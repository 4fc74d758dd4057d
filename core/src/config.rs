//! Per-request configuration.
//!
//! # Design
//! A concrete request is a type implementing `RequestConfig`. Every accessor
//! has a default except the host and the two validators: those have no sane
//! baseline and must be supplied by the implementor. Accessors are
//! independent of one another and nothing validates combinations.

use std::collections::BTreeMap;
use std::time::Duration;

use serde_json::Value;
use url::Url;

use crate::error::RequestError;
use crate::multipart::MultipartForm;
use crate::types::{
    Credentials, RequestMethod, RequestPriority, RequestSerializerType, ResponseSerializerType,
    SchemeProtocol,
};

/// Default for `RequestConfig::request_timeout`.
pub const DEFAULT_TIMEOUT: Duration = Duration::from_secs(60);

/// Callback that appends parts to a multipart body.
pub type ConstructingBlock = Box<dyn FnOnce(&mut MultipartForm) + Send>;

/// Configuration surface of a request.
///
/// ```
/// use reqkit_core::{RequestConfig, RequestError, RequestMethod};
///
/// struct Login;
///
/// impl RequestConfig for Login {
///     fn host(&self) -> String {
///         "api.example.com".to_string()
///     }
///     fn path(&self) -> String {
///         "/api/v1/login".to_string()
///     }
///     fn request_method(&self) -> RequestMethod {
///         RequestMethod::Post
///     }
///     fn status_code_validator(&self, status: u16) -> bool {
///         status == 200
///     }
///     fn network_bad_validator(&self, error: &RequestError) -> bool {
///         matches!(error, RequestError::Timeout)
///     }
/// }
///
/// assert_eq!(Login.full_url().unwrap().as_str(), "https://api.example.com/api/v1/login");
/// ```
pub trait RequestConfig: Send + Sync + 'static {
    fn request_timeout(&self) -> Duration {
        DEFAULT_TIMEOUT
    }

    fn allows_cellular_access(&self) -> bool {
        true
    }

    fn request_method(&self) -> RequestMethod {
        RequestMethod::Get
    }

    fn request_serializer_type(&self) -> RequestSerializerType {
        RequestSerializerType::Http
    }

    fn response_serializer_type(&self) -> ResponseSerializerType {
        ResponseSerializerType::Json
    }

    /// Credentials sent as `Authorization: Basic ...`.
    fn authorization(&self) -> Option<Credentials> {
        None
    }

    /// Extra request headers.
    fn header_fields(&self) -> BTreeMap<String, String> {
        BTreeMap::new()
    }

    fn scheme(&self) -> SchemeProtocol {
        SchemeProtocol::Https
    }

    /// Host name, optionally with a port (`example.com`, `127.0.0.1:8080`).
    fn host(&self) -> String;

    /// Interface path (`/api/v1/login`).
    fn path(&self) -> String {
        String::new()
    }

    /// Full request URL. Joins scheme, host and path by default.
    fn full_url(&self) -> Result<Url, RequestError> {
        let host = self.host();
        let host = host.trim_end_matches('/');
        if host.is_empty() {
            return Err(RequestError::InvalidUrl("empty host".to_string()));
        }
        let path = self.path();
        let separator = if path.is_empty() || path.starts_with('/') { "" } else { "/" };
        let raw = format!("{}://{host}{separator}{path}", self.scheme().as_str());
        Url::parse(&raw).map_err(|e| RequestError::InvalidUrl(format!("{raw}: {e}")))
    }

    /// Request parameters. Must be a JSON object for form and query
    /// encoding; any JSON value is accepted by the JSON serializer.
    fn params(&self) -> Option<Value> {
        None
    }

    /// Multipart builder. When present, POST and PUT bodies are sent as
    /// `multipart/form-data`.
    fn constructing_body_block(&self) -> Option<ConstructingBlock> {
        None
    }

    fn priority(&self) -> RequestPriority {
        RequestPriority::Default
    }

    /// Whether `status` counts as a successful response.
    fn status_code_validator(&self, status: u16) -> bool;

    /// Whether `error` indicates poor connectivity.
    fn network_bad_validator(&self, error: &RequestError) -> bool;
}
//! HTTP transport types exchanged with the `Transport`.
//!
//! # Design
//! Requests and responses are described as plain data. `client` builds an
//! `HttpRequest` from a `RequestConfig`, a `Transport` executes it and hands
//! back an `HttpResponse`, and `client` interprets that response. Keeping the
//! exchange as owned data keeps the build and parse halves deterministic and
//! lets tests swap in a fake transport.
//!
//! Timeout, cellular access and priority ride along as hints; honoring them
//! is up to the transport.

use std::time::Duration;

use crate::types::{RequestMethod, RequestPriority};

/// An HTTP request described as plain data.
#[derive(Debug, Clone, PartialEq, Eq)]
pub struct HttpRequest {
    pub method: RequestMethod,
    pub url: String,
    pub headers: Vec<(String, String)>,
    pub body: Option<Vec<u8>>,
    pub timeout: Duration,
    pub allows_cellular_access: bool,
    pub priority: RequestPriority,
}

impl HttpRequest {
    /// First value of header `name`, compared case-insensitively.
    pub fn header(&self, name: &str) -> Option<&str> {
        find_header(&self.headers, name)
    }
}

/// An HTTP response described as plain data.
#[derive(Debug, Clone, PartialEq, Eq)]
pub struct HttpResponse {
    pub status: u16,
    pub headers: Vec<(String, String)>,
    pub body: Vec<u8>,
}

impl HttpResponse {
    /// First value of header `name`, compared case-insensitively.
    pub fn header(&self, name: &str) -> Option<&str> {
        find_header(&self.headers, name)
    }

    /// Split off the body, keeping status and headers.
    pub fn into_parts(self) -> (ResponseHead, Vec<u8>) {
        (
            ResponseHead {
                status: self.status,
                headers: self.headers,
            },
            self.body,
        )
    }
}

/// Status and headers of a received response.
#[derive(Debug, Clone, PartialEq, Eq)]
pub struct ResponseHead {
    pub status: u16,
    pub headers: Vec<(String, String)>,
}

impl ResponseHead {
    pub fn header(&self, name: &str) -> Option<&str> {
        find_header(&self.headers, name)
    }
}

pub(crate) fn find_header<'a>(headers: &'a [(String, String)], name: &str) -> Option<&'a str> {
    headers
        .iter()
        .find(|(key, _)| key.eq_ignore_ascii_case(name))
        .map(|(_, value)| value.as_str())
}
//! Error type recorded on a finished request.
//!
//! # Design
//! There is a single taxonomy: whatever went wrong, the request attempt is
//! over and the error lands in the outcome for the caller to inspect. The
//! enum is `Clone + Eq` because it is stored in the shared outcome and handed
//! to `network_bad_validator`. Underlying library errors are flattened to
//! their message so no non-`Clone` source is kept.

use thiserror::Error;

/// Errors that end a single request attempt.
#[derive(Debug, Clone, PartialEq, Eq, Error)]
pub enum RequestError {
    /// Scheme, host and path did not form a valid URL.
    #[error("invalid url: {0}")]
    InvalidUrl(String),

    /// The request parameters could not be encoded for the configured
    /// request serializer.
    #[error("serialization failed: {0}")]
    Serialization(String),

    /// The transport could not reach the server or lost the connection.
    #[error("network error: {0}")]
    Network(String),

    /// The transport gave up waiting for the server.
    #[error("request timed out")]
    Timeout,

    /// `stop()` was called before the task completed.
    #[error("request cancelled")]
    Cancelled,

    /// A response arrived but `status_code_validator` rejected its status.
    #[error("unacceptable status code {status}")]
    InvalidStatus { status: u16 },

    /// The response body could not be decoded for the configured response
    /// serializer.
    #[error("deserialization failed: {0}")]
    Deserialization(String),

    /// The worker thread for the task could not be started.
    #[error("failed to spawn request task: {0}")]
    TaskSpawn(String),
}

impl RequestError {
    /// True for failures raised by the transport layer itself, as opposed to
    /// failures while preparing the request or interpreting the response.
    pub fn is_transport(&self) -> bool {
        matches!(
            self,
            RequestError::Network(_) | RequestError::Timeout | RequestError::Cancelled
        )
    }
}
use tokio::net::TcpListener;
use tracing_subscriber::EnvFilter;

#[tokio::main]
async fn main() -> Result<(), std::io::Error> {
    tracing_subscriber::fmt()
        .with_env_filter(EnvFilter::try_from_default_env().unwrap_or_else(|_| EnvFilter::new("info")))
        .init();

    let port = std::env::var("PORT").unwrap_or_else(|_| "3000".to_string());
    let addr = format!("127.0.0.1:{port}");
    let listener = TcpListener::bind(&addr).await?;
    tracing::info!(%addr, "listening");
    mock_server::run(listener).await
}
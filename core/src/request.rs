//! The request object and its lifecycle.
//!
//! # Design
//! `Request<C>` pairs a `RequestConfig` with a `Session`. `start()` builds
//! the `HttpRequest`, runs the transport on a `RequestTask` worker, and posts
//! the resulting `Outcome` to the session's main context. There the outcome
//! is recorded, the delegate is notified and the completion block fires.
//! This happens exactly once per `start()`, success or failure, and always
//! on the thread draining the `MainContext`.
//!
//! Every `start()` gets a generation number and claims the current
//! completion block, so an outcome only ever reaches the block of the start
//! that produced it. Only one start may be active; `start()` while one is
//! active is ignored. `stop()` releases the active start right away and a
//! new `start()` may follow immediately. The stopped start's completion
//! fires with `RequestError::Cancelled` unless it already failed with an
//! error that `RequestError::is_transport` rejects.
//!
//! The completion block is claimed by the next `start()`, so it must be set
//! again before every start. The delegate is held weakly.

use std::sync::{Arc, Mutex, MutexGuard, PoisonError, Weak};

use tracing::{debug, warn};

use crate::client;
use crate::config::RequestConfig;
use crate::encoding::{string_encoding, TextEncoding};
use crate::error::RequestError;
use crate::http::ResponseHead;
use crate::outcome::{Outcome, ResponseObject};
use crate::session::Session;
use crate::task::RequestTask;

/// One-shot callback invoked with the finished request.
pub type CompletionBlock<C> = Box<dyn FnOnce(&Request<C>) + Send>;

/// Receives finish notifications on the main context.
pub trait RequestDelegate<C: RequestConfig>: Send + Sync {
    /// Called once per `start()`, before the completion block.
    fn request_finished(&self, _request: &Request<C>) {}
}

/// A configured request bound to a session.
pub struct Request<C: RequestConfig> {
    inner: Arc<Inner<C>>,
}

struct Inner<C: RequestConfig> {
    config: C,
    session: Session,
    state: Mutex<State<C>>,
}

struct State<C: RequestConfig> {
    next_generation: u64,
    /// Generation of the start that may still be stopped.
    active: Option<u64>,
    /// Starts whose completion has not been delivered yet.
    starts: Vec<Start<C>>,
    task: Option<RequestTask>,
    outcome: Option<Arc<Outcome>>,
    completion: Option<CompletionBlock<C>>,
    delegate: Option<Weak<dyn RequestDelegate<C>>>,
}

struct Start<C: RequestConfig> {
    generation: u64,
    task: Option<RequestTask>,
    completion: Option<CompletionBlock<C>>,
    stop_requested: bool,
}

impl<C: RequestConfig> State<C> {
    fn start_mut(&mut self, generation: u64) -> Option<&mut Start<C>> {
        self.starts.iter_mut().find(|s| s.generation == generation)
    }
}

impl<C: RequestConfig> Clone for Request<C> {
    fn clone(&self) -> Self {
        Self {
            inner: Arc::clone(&self.inner),
        }
    }
}

impl<C: RequestConfig> Request<C> {
    pub fn new(config: C, session: &Session) -> Self {
        Self {
            inner: Arc::new(Inner {
                config,
                session: session.clone(),
                state: Mutex::new(State {
                    next_generation: 0,
                    active: None,
                    starts: Vec::new(),
                    task: None,
                    outcome: None,
                    completion: None,
                    delegate: None,
                }),
            }),
        }
    }

    pub fn config(&self) -> &C {
        &self.inner.config
    }

    pub fn session(&self) -> &Session {
        &self.inner.session
    }

    fn state(&self) -> MutexGuard<'_, State<C>> {
        self.inner.state.lock().unwrap_or_else(PoisonError::into_inner)
    }

    // -----------------------------------------------------------------------
    // Callbacks
    // -----------------------------------------------------------------------

    /// Set the block the next `start()` reports to.
    pub fn set_completion_block<F>(&self, block: F)
    where
        F: FnOnce(&Request<C>) + Send + 'static,
    {
        self.state().completion = Some(Box::new(block));
    }

    /// Drop the unclaimed block and the blocks of every undelivered start.
    pub fn clear_completion_block(&self) {
        let mut state = self.state();
        state.completion = None;
        for start in &mut state.starts {
            start.completion = None;
        }
    }

    pub fn set_delegate<D>(&self, delegate: &Arc<D>)
    where
        D: RequestDelegate<C> + 'static,
    {
        let delegate = Arc::downgrade(delegate) as Weak<dyn RequestDelegate<C>>;
        self.state().delegate = Some(delegate);
    }

    pub fn clear_delegate(&self) {
        self.state().delegate = None;
    }

    // -----------------------------------------------------------------------
    // Lifecycle
    // -----------------------------------------------------------------------

    /// Start the request. Errors are delivered through the outcome.
    pub fn start(&self) {
        let generation = {
            let mut state = self.state();
            if state.active.is_some() {
                warn!("request already in flight; ignoring start");
                return;
            }
            let generation = state.next_generation;
            state.next_generation += 1;
            state.active = Some(generation);
            state.outcome = None;
            state.task = None;
            let completion = state.completion.take();
            state.starts.push(Start {
                generation,
                task: None,
                completion,
                stop_requested: false,
            });
            generation
        };

        let built = client::build_request(&self.inner.config);

        let mut state = self.state();
        if state.start_mut(generation).is_none_or(|s| s.stop_requested) {
            debug!(generation, "request stopped before it was sent");
            return;
        }
        let http_request = match built {
            Ok(http_request) => http_request,
            Err(e) => {
                drop(state);
                warn!(error = %e, "failed to build request");
                self.deliver(generation, client::failed(&self.inner.config, e));
                return;
            }
        };

        let request = self.clone();
        let spawned = RequestTask::spawn(move |task| {
            let config = &request.inner.config;
            let result = request.inner.session.transport().execute(&http_request);
            if !task.complete() {
                debug!(task_id = %task.id(), "dropping result of cancelled task");
                return;
            }
            let outcome = match result {
                Ok(response) => client::parse_response(config, response),
                Err(e) => client::failed(config, e),
            };
            request.deliver(generation, outcome);
        });

        match spawned {
            Ok(task) => {
                debug!(task_id = %task.id(), generation, "request started");
                state.task = Some(task.clone());
                if let Some(start) = state.start_mut(generation) {
                    start.task = Some(task);
                }
            }
            Err(e) => {
                drop(state);
                warn!(error = %e, "failed to start request task");
                self.deliver(generation, client::failed(&self.inner.config, e));
            }
        }
    }

    /// Set `block` as the completion block and start.
    pub fn start_with_completion<F>(&self, block: F)
    where
        F: FnOnce(&Request<C>) + Send + 'static,
    {
        self.set_completion_block(block);
        self.start();
    }

    /// Cancel the active start, if any. Its completion still fires, with
    /// `RequestError::Cancelled`, and the request can be started again at
    /// once.
    pub fn stop(&self) {
        let (generation, task) = {
            let mut state = self.state();
            let Some(generation) = state.active.take() else {
                return;
            };
            match state.start_mut(generation) {
                Some(start) => {
                    start.stop_requested = true;
                    (generation, start.task.clone())
                }
                None => return,
            }
        };

        // A task that already completed has posted its outcome; `finish`
        // turns it into a cancellation.
        let post_cancel = task.as_ref().is_none_or(RequestTask::cancel);
        if post_cancel {
            self.deliver(
                generation,
                client::failed(&self.inner.config, RequestError::Cancelled),
            );
        }
        debug!(generation, "request stop requested");
    }

    /// True from `start()` until the completion has been delivered or
    /// `stop()` released the start.
    pub fn is_executing(&self) -> bool {
        self.state().active.is_some()
    }

    fn deliver(&self, generation: u64, outcome: Outcome) {
        let request = self.clone();
        self.inner
            .session
            .context()
            .post(move || request.finish(generation, outcome));
    }

    fn finish(&self, generation: u64, outcome: Outcome) {
        let (completion, delegate, outcome) = {
            let mut state = self.state();
            let Some(index) = state.starts.iter().position(|s| s.generation == generation) else {
                debug!(generation, "start already delivered");
                return;
            };
            let start = state.starts.remove(index);
            if state.active == Some(generation) {
                state.active = None;
            }
            let outcome = if start.stop_requested
                && outcome.error.as_ref().is_none_or(RequestError::is_transport)
            {
                client::failed(&self.inner.config, RequestError::Cancelled)
            } else {
                outcome
            };
            let outcome = Arc::new(outcome);
            state.outcome = Some(Arc::clone(&outcome));
            (
                start.completion,
                state.delegate.as_ref().and_then(Weak::upgrade),
                outcome,
            )
        };

        match &outcome.error {
            None => debug!(generation, status = outcome.status_code(), "request finished"),
            Some(e) => debug!(
                generation,
                status = outcome.status_code(),
                error = %e,
                network_bad = outcome.network_bad,
                "request failed"
            ),
        }

        if let Some(delegate) = delegate {
            delegate.request_finished(self);
        }
        if let Some(completion) = completion {
            completion(self);
        }
    }

    // -----------------------------------------------------------------------
    // Outcome accessors
    // -----------------------------------------------------------------------

    /// Handle of the most recently started task.
    pub fn task(&self) -> Option<RequestTask> {
        self.state().task.clone()
    }

    /// Everything recorded by the last completion.
    pub fn outcome(&self) -> Option<Arc<Outcome>> {
        self.state().outcome.clone()
    }

    pub fn error(&self) -> Option<RequestError> {
        self.outcome().and_then(|o| o.error.clone())
    }

    pub fn response(&self) -> Option<ResponseHead> {
        self.outcome().and_then(|o| o.response.clone())
    }

    pub fn response_status_code(&self) -> Option<u16> {
        self.outcome().and_then(|o| o.status_code())
    }

    pub fn response_data(&self) -> Option<Vec<u8>> {
        self.outcome().and_then(|o| o.response_data.clone())
    }

    pub fn response_object(&self) -> Option<ResponseObject> {
        self.outcome().and_then(|o| o.response_object.clone())
    }

    pub fn response_string(&self) -> Option<String> {
        self.outcome().and_then(|o| o.response_string.clone())
    }

    /// `status_code_validator` applied to the recorded status. False when
    /// no response was received.
    pub fn is_status_code_valid(&self) -> bool {
        self.response_status_code()
            .is_some_and(|status| self.inner.config.status_code_validator(status))
    }

    /// Verdict of `network_bad_validator` for the last failure.
    pub fn is_network_bad(&self) -> bool {
        self.outcome().is_some_and(|o| o.network_bad)
    }

    /// Encoding declared for decoding the response body.
    pub fn string_encoding(&self) -> TextEncoding {
        string_encoding(&self.inner.config)
    }
}

impl<C: RequestConfig> std::fmt::Debug for Request<C> {
    fn fmt(&self, f: &mut std::fmt::Formatter<'_>) -> std::fmt::Result {
        let state = self.state();
        f.debug_struct("Request")
            .field("task", &state.task)
            .field("active", &state.active)
            .field("undelivered", &state.starts.len())
            .field("outcome", &state.outcome)
            .finish_non_exhaustive()
    }
}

+===+

Requirement: Gather from the entries above all lines that include the string "sent".

Response area:
    /// Credentials sent as `Authorization: Basic ...`.
    /// Multipart builder. When present, POST and PUT bodies are sent as
            debug!(generation, "request stopped before it was sent");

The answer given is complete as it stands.